WHAT YOU NEED TO DO
Will you transcribe the entries that follow, exactly and in full?

DATA IN THIS EXERCISE
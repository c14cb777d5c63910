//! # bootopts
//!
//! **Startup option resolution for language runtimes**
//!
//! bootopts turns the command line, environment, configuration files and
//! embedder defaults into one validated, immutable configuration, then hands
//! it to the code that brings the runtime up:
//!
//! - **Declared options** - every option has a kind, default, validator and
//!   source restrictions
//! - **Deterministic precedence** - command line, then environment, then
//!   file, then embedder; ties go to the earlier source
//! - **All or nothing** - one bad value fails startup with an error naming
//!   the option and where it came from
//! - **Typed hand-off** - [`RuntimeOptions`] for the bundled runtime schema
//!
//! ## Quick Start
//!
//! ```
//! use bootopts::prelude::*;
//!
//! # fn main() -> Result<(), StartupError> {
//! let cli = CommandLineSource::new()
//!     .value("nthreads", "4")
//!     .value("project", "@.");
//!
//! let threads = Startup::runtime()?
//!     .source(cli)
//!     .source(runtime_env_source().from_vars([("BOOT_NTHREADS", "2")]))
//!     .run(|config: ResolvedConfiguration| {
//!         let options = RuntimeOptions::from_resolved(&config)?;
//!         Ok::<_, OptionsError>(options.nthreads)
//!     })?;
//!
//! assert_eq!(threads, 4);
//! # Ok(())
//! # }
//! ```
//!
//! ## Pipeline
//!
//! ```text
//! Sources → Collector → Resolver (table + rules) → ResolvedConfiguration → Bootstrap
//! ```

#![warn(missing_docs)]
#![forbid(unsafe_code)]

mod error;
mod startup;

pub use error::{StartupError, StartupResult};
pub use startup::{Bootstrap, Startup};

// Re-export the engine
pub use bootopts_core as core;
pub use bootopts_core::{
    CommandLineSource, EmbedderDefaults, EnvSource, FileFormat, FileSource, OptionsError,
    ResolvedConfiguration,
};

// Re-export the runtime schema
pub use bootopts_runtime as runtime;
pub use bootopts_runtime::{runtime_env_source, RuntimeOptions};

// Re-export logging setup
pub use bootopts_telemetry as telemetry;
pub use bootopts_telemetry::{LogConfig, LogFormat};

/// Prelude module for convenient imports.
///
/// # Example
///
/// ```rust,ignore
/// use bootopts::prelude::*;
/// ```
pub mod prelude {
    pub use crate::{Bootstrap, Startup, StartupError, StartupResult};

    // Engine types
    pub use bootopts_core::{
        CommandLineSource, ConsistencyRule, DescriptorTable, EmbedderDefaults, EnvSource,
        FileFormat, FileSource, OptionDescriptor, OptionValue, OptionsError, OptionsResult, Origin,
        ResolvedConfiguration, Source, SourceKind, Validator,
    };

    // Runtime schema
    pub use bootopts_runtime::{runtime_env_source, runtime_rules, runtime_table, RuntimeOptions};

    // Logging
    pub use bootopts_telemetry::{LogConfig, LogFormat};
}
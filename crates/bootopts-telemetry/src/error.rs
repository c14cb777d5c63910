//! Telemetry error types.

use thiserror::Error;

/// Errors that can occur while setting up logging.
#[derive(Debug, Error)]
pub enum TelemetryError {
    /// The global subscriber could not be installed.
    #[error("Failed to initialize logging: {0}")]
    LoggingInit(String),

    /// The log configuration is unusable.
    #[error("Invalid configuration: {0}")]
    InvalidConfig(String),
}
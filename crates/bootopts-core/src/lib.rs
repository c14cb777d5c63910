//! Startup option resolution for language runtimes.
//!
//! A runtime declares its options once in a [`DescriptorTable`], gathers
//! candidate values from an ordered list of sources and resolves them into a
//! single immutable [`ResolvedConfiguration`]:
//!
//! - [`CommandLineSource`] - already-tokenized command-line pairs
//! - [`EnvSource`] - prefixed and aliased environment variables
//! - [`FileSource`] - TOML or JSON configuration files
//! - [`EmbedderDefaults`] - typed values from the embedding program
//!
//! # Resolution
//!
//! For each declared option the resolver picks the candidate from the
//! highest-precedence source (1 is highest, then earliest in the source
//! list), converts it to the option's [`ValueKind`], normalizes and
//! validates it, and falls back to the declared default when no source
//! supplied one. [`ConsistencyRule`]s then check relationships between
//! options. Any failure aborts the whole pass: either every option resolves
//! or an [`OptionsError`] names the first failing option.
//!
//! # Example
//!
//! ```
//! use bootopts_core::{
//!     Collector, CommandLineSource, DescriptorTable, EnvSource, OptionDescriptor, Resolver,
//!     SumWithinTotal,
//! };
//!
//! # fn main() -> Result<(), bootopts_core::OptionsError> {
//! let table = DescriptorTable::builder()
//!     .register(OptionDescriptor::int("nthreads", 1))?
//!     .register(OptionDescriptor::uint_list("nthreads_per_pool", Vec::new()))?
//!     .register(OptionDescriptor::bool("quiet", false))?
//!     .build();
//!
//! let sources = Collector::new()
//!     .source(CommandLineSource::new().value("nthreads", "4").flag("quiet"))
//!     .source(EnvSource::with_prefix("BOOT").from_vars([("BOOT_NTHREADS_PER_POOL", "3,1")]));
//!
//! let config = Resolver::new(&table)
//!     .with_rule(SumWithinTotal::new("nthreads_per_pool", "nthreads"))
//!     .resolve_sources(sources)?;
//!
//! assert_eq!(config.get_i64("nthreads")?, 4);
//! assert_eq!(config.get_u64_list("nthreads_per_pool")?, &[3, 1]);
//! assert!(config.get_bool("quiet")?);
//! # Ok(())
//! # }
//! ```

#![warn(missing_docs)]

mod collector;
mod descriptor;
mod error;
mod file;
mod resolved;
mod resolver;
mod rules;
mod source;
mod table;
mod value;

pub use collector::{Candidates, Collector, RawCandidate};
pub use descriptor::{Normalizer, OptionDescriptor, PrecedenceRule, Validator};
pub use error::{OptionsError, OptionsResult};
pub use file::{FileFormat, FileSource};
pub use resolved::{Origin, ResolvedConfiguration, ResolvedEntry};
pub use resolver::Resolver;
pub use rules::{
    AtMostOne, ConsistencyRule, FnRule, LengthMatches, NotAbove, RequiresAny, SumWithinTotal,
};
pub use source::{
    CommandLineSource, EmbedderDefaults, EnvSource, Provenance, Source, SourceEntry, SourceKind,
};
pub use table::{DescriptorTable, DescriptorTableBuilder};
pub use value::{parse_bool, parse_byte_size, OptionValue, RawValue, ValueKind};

WRITTEN RESPONSE
repository c14cb777d5c63910
//! # bootopts
//!
//! **Startup option resolution for language runtimes**
//!
//! bootopts turns the command line, environment, configuration files and
//! embedder defaults into one validated, immutable configuration, then hands
//! it to the code that brings the runtime up:
//!
//! - **Declared options** - every option has a kind, default, validator and
//!   source restrictions
//! - **Deterministic precedence** - command line, then environment, then
//!   file, then embedder; ties go to the earlier source
//! - **All or nothing** - one bad value fails startup with an error naming
//!   the option and where it came from
//! - **Typed hand-off** - [`RuntimeOptions`] for the bundled runtime schema
//!
//! ## Quick Start
//!
//! ```
//! use bootopts::prelude::*;
//!
//! # fn main() -> Result<(), StartupError> {
//! let cli = CommandLineSource::new()
//!     .value("nthreads", "4")
//!     .value("project", "@.");
//!
//! let threads = Startup::runtime()?
//!     .source(cli)
//!     .source(runtime_env_source().from_vars([("BOOT_NTHREADS", "2")]))
//!     .run(|config: ResolvedConfiguration| {
//!         let options = RuntimeOptions::from_resolved(&config)?;
//!         Ok::<_, OptionsError>(options.nthreads)
//!     })?;
//!
//! assert_eq!(threads, 4);
//! # Ok(())
//! # }
//! ```
//!
//! ## Pipeline
//!
//! ```text
//! Sources → Collector → Resolver (table + rules) → ResolvedConfiguration → Bootstrap
//! ```

#![warn(missing_docs)]
#![forbid(unsafe_code)]

mod error;
mod startup;

pub use error::{StartupError, StartupResult};
pub use startup::{Bootstrap, Startup};

// Re-export the engine
pub use bootopts_core as core;
pub use bootopts_core::{
    CommandLineSource, EmbedderDefaults, EnvSource, FileFormat, FileSource, OptionsError,
    ResolvedConfiguration,
};

// Re-export the runtime schema
pub use bootopts_runtime as runtime;
pub use bootopts_runtime::{runtime_env_source, RuntimeOptions};

// Re-export logging setup
pub use bootopts_telemetry as telemetry;
pub use bootopts_telemetry::{LogConfig, LogFormat};

/// Prelude module for convenient imports.
///
/// # Example
///
/// ```rust,ignore
/// use bootopts::prelude::*;
/// ```
pub mod prelude {
    pub use crate::{Bootstrap, Startup, StartupError, StartupResult};

    // Engine types
    pub use bootopts_core::{
        CommandLineSource, ConsistencyRule, DescriptorTable, EmbedderDefaults, EnvSource,
        FileFormat, FileSource, OptionDescriptor, OptionValue, OptionsError, OptionsResult, Origin,
        ResolvedConfiguration, Source, SourceKind, Validator,
    };

    // Runtime schema
    pub use bootopts_runtime::{runtime_env_source, runtime_rules, runtime_table, RuntimeOptions};

    // Logging
    pub use bootopts_telemetry::{LogConfig, LogFormat};
}
filename crates/bootopts-telemetry/src/error.rs
repository c14cb777d5c63910
//! Telemetry error types.

use thiserror::Error;

/// Errors that can occur while setting up logging.
#[derive(Debug, Error)]
pub enum TelemetryError {
    /// The global subscriber could not be installed.
    #[error("Failed to initialize logging: {0}")]
    LoggingInit(String),

    /// The log configuration is unusable.
    #[error("Invalid configuration: {0}")]
    InvalidConfig(String),
}
filename crates/bootopts-core/src/lib.rs
repository c14cb777d5c63910
//! Startup option resolution for language runtimes.
//!
//! A runtime declares its options once in a [`DescriptorTable`], gathers
//! candidate values from an ordered list of sources and resolves them into a
//! single immutable [`ResolvedConfiguration`]:
//!
//! - [`CommandLineSource`] - already-tokenized command-line pairs
//! - [`EnvSource`] - prefixed and aliased environment variables
//! - [`FileSource`] - TOML or JSON configuration files
//! - [`EmbedderDefaults`] - typed values from the embedding program
//!
//! # Resolution
//!
//! For each declared option the resolver picks the candidate from the
//! highest-precedence source (1 is highest, then earliest in the source
//! list), converts it to the option's [`ValueKind`], normalizes and
//! validates it, and falls back to the declared default when no source
//! supplied one. [`ConsistencyRule`]s then check relationships between
//! options. Any failure aborts the whole pass: either every option resolves
//! or an [`OptionsError`] names the first failing option.
//!
//! # Example
//!
//! ```
//! use bootopts_core::{
//!     Collector, CommandLineSource, DescriptorTable, EnvSource, OptionDescriptor, Resolver,
//!     SumWithinTotal,
//! };
//!
//! # fn main() -> Result<(), bootopts_core::OptionsError> {
//! let table = DescriptorTable::builder()
//!     .register(OptionDescriptor::int("nthreads", 1))?
//!     .register(OptionDescriptor::uint_list("nthreads_per_pool", Vec::new()))?
//!     .register(OptionDescriptor::bool("quiet", false))?
//!     .build();
//!
//! let sources = Collector::new()
//!     .source(CommandLineSource::new().value("nthreads", "4").flag("quiet"))
//!     .source(EnvSource::with_prefix("BOOT").from_vars([("BOOT_NTHREADS_PER_POOL", "3,1")]));
//!
//! let config = Resolver::new(&table)
//!     .with_rule(SumWithinTotal::new("nthreads_per_pool", "nthreads"))
//!     .resolve_sources(sources)?;
//!
//! assert_eq!(config.get_i64("nthreads")?, 4);
//! assert_eq!(config.get_u64_list("nthreads_per_pool")?, &[3, 1]);
//! assert!(config.get_bool("quiet")?);
//! # Ok(())
//! # }
//! ```

#![warn(missing_docs)]

mod collector;
mod descriptor;
mod error;
mod file;
mod resolved;
mod resolver;
mod rules;
mod source;
mod table;
mod value;

pub use collector::{Candidates, Collector, RawCandidate};
pub use descriptor::{Normalizer, OptionDescriptor, PrecedenceRule, Validator};
pub use error::{OptionsError, OptionsResult};
pub use file::{FileFormat, FileSource};
pub use resolved::{Origin, ResolvedConfiguration, ResolvedEntry};
pub use resolver::Resolver;
pub use rules::{
    AtMostOne, ConsistencyRule, FnRule, LengthMatches, NotAbove, RequiresAny, SumWithinTotal,
};
pub use source::{
    CommandLineSource, EmbedderDefaults, EnvSource, Provenance, Source, SourceEntry, SourceKind,
};
pub use table::{DescriptorTable, DescriptorTableBuilder};
pub use value::{parse_bool, parse_byte_size, OptionValue, RawValue, ValueKind};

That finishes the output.